--- Description of the task ---
Every line below that carries the word "derive" needs to be copied.
___
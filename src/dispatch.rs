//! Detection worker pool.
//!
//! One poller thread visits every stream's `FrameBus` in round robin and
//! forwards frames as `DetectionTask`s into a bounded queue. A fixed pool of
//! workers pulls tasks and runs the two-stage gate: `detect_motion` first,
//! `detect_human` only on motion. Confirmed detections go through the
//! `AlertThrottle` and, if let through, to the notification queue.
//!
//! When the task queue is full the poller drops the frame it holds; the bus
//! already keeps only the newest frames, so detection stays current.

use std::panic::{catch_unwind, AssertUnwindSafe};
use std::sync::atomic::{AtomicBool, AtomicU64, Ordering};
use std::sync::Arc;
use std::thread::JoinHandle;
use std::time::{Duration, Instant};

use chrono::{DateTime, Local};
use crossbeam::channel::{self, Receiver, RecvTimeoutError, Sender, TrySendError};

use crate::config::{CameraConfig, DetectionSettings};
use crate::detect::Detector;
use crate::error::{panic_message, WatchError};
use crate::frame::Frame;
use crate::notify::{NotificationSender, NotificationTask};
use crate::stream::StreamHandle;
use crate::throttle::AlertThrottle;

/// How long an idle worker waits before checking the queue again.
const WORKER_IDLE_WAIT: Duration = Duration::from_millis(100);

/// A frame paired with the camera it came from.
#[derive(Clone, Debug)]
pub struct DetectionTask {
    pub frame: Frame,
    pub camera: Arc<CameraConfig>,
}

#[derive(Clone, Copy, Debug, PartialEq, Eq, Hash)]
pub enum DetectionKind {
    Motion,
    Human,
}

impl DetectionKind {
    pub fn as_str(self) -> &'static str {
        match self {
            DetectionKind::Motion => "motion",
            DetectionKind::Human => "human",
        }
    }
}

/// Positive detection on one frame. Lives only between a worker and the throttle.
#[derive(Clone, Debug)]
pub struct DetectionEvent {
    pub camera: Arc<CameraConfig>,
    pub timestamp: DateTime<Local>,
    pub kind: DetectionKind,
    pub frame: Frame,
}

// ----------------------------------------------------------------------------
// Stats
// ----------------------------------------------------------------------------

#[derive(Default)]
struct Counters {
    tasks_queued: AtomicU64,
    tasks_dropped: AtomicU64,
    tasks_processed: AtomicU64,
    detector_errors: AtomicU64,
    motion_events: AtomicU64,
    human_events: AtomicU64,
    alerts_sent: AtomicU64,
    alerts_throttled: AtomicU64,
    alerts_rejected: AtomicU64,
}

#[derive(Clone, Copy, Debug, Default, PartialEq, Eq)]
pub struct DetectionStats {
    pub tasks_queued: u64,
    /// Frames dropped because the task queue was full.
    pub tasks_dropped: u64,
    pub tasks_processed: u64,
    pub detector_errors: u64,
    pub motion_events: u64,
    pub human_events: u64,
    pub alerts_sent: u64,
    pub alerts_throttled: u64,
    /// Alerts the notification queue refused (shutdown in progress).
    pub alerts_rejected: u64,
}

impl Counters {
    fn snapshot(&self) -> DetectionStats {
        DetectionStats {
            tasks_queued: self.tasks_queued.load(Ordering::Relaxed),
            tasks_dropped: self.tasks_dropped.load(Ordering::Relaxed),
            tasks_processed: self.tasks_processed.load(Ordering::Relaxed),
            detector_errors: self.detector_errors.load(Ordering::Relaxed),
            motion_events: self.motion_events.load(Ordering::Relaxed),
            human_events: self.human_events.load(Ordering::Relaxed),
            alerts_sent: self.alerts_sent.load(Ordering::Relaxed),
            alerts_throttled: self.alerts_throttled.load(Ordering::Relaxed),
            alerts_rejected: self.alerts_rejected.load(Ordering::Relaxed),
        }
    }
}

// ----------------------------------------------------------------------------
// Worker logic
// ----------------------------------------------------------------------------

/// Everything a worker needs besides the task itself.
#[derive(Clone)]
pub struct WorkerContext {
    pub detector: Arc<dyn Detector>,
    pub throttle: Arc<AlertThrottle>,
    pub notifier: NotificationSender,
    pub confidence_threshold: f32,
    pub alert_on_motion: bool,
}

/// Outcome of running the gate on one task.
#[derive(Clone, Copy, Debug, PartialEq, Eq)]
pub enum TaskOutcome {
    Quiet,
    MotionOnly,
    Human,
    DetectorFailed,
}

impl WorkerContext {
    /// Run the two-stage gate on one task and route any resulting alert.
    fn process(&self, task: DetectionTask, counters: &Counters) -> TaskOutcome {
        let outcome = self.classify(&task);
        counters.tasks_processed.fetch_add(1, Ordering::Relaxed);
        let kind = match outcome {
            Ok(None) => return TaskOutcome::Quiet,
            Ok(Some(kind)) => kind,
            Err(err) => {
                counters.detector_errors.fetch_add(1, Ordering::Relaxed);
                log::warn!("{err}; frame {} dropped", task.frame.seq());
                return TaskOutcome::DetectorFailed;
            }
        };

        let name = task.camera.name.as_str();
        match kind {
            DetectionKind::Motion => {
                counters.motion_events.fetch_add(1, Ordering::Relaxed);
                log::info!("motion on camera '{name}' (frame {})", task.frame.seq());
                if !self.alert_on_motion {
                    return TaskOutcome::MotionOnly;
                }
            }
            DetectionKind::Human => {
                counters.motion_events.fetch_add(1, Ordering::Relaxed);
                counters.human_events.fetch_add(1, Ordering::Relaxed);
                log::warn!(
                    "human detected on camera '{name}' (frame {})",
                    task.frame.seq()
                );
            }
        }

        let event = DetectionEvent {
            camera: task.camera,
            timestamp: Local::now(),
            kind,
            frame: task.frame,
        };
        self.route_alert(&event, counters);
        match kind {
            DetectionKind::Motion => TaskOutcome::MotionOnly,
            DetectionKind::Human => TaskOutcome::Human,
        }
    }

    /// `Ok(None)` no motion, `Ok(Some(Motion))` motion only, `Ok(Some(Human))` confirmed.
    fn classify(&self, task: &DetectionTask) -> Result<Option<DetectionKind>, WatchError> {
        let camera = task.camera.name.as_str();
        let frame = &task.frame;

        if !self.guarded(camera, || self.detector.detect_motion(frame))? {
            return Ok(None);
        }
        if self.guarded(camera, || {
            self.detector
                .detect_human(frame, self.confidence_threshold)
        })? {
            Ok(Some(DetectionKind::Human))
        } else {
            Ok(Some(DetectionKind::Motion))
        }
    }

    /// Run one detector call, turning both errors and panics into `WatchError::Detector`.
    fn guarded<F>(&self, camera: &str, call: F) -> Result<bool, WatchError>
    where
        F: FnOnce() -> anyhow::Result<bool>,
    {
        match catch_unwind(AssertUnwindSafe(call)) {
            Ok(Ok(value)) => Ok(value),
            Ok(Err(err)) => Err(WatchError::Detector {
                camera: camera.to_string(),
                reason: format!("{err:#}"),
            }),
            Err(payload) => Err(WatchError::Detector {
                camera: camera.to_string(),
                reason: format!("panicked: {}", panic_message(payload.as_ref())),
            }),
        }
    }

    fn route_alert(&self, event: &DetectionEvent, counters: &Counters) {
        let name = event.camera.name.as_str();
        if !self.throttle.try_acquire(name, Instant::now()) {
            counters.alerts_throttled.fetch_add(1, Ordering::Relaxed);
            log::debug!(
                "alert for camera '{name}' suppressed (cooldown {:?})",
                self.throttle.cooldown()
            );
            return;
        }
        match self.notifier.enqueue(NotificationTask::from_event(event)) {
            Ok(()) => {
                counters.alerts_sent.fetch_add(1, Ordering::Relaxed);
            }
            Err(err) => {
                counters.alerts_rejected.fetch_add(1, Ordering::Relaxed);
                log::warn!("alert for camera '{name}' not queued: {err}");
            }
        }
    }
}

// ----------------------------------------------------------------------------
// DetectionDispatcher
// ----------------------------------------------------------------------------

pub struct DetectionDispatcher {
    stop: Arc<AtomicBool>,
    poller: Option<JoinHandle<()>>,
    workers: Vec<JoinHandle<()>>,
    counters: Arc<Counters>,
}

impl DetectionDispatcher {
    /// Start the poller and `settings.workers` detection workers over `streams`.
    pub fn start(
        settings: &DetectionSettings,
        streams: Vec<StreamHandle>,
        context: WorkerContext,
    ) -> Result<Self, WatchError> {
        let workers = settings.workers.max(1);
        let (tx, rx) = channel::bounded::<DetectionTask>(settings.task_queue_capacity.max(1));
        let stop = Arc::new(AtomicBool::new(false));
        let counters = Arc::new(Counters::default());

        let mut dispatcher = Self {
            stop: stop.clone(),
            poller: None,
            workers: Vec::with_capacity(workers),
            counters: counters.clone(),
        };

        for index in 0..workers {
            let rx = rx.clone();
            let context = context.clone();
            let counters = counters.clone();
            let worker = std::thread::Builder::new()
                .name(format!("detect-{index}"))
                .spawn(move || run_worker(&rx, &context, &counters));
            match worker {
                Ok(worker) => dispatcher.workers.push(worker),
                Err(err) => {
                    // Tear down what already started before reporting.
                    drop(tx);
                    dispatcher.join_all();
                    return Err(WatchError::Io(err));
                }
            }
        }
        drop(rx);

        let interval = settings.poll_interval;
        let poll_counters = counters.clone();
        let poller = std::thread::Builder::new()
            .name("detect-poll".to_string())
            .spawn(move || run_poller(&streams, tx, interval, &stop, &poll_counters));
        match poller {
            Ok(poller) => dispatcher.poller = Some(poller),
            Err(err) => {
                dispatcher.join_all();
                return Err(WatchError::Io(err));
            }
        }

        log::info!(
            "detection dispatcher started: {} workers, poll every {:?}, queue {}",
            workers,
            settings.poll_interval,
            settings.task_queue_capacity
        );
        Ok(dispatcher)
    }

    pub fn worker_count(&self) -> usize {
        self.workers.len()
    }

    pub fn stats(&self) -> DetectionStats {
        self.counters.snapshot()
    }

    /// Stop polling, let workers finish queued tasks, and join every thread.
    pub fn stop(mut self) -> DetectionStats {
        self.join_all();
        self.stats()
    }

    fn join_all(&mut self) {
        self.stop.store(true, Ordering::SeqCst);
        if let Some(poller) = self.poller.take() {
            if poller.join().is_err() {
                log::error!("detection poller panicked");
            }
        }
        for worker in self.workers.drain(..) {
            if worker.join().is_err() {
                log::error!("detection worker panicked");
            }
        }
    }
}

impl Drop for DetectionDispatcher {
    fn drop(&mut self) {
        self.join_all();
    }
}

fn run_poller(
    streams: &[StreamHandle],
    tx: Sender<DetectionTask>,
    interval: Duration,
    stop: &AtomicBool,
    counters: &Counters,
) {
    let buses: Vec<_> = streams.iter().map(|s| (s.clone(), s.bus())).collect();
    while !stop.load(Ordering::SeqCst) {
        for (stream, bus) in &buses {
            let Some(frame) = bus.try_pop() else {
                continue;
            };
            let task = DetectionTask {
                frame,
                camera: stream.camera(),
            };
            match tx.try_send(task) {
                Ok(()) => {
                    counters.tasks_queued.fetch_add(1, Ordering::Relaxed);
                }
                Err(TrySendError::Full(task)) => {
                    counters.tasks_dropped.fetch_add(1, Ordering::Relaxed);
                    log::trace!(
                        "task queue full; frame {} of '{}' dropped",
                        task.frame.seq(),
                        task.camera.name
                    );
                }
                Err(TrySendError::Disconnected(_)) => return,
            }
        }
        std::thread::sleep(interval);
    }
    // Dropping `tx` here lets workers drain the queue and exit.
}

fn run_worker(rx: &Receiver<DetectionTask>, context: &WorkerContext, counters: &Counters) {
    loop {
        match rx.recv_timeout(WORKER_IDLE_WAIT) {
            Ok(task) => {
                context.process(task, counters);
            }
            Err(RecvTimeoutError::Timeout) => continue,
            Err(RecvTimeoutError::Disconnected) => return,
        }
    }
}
___
--- Task output ---
#[derive(Clone, Debug)]
#[derive(Clone, Copy, Debug, PartialEq, Eq, Hash)]
#[derive(Clone, Debug)]
#[derive(Default)]
#[derive(Clone, Copy, Debug, Default, PartialEq, Eq)]
#[derive(Clone)]
#[derive(Clone, Copy, Debug, PartialEq, Eq)]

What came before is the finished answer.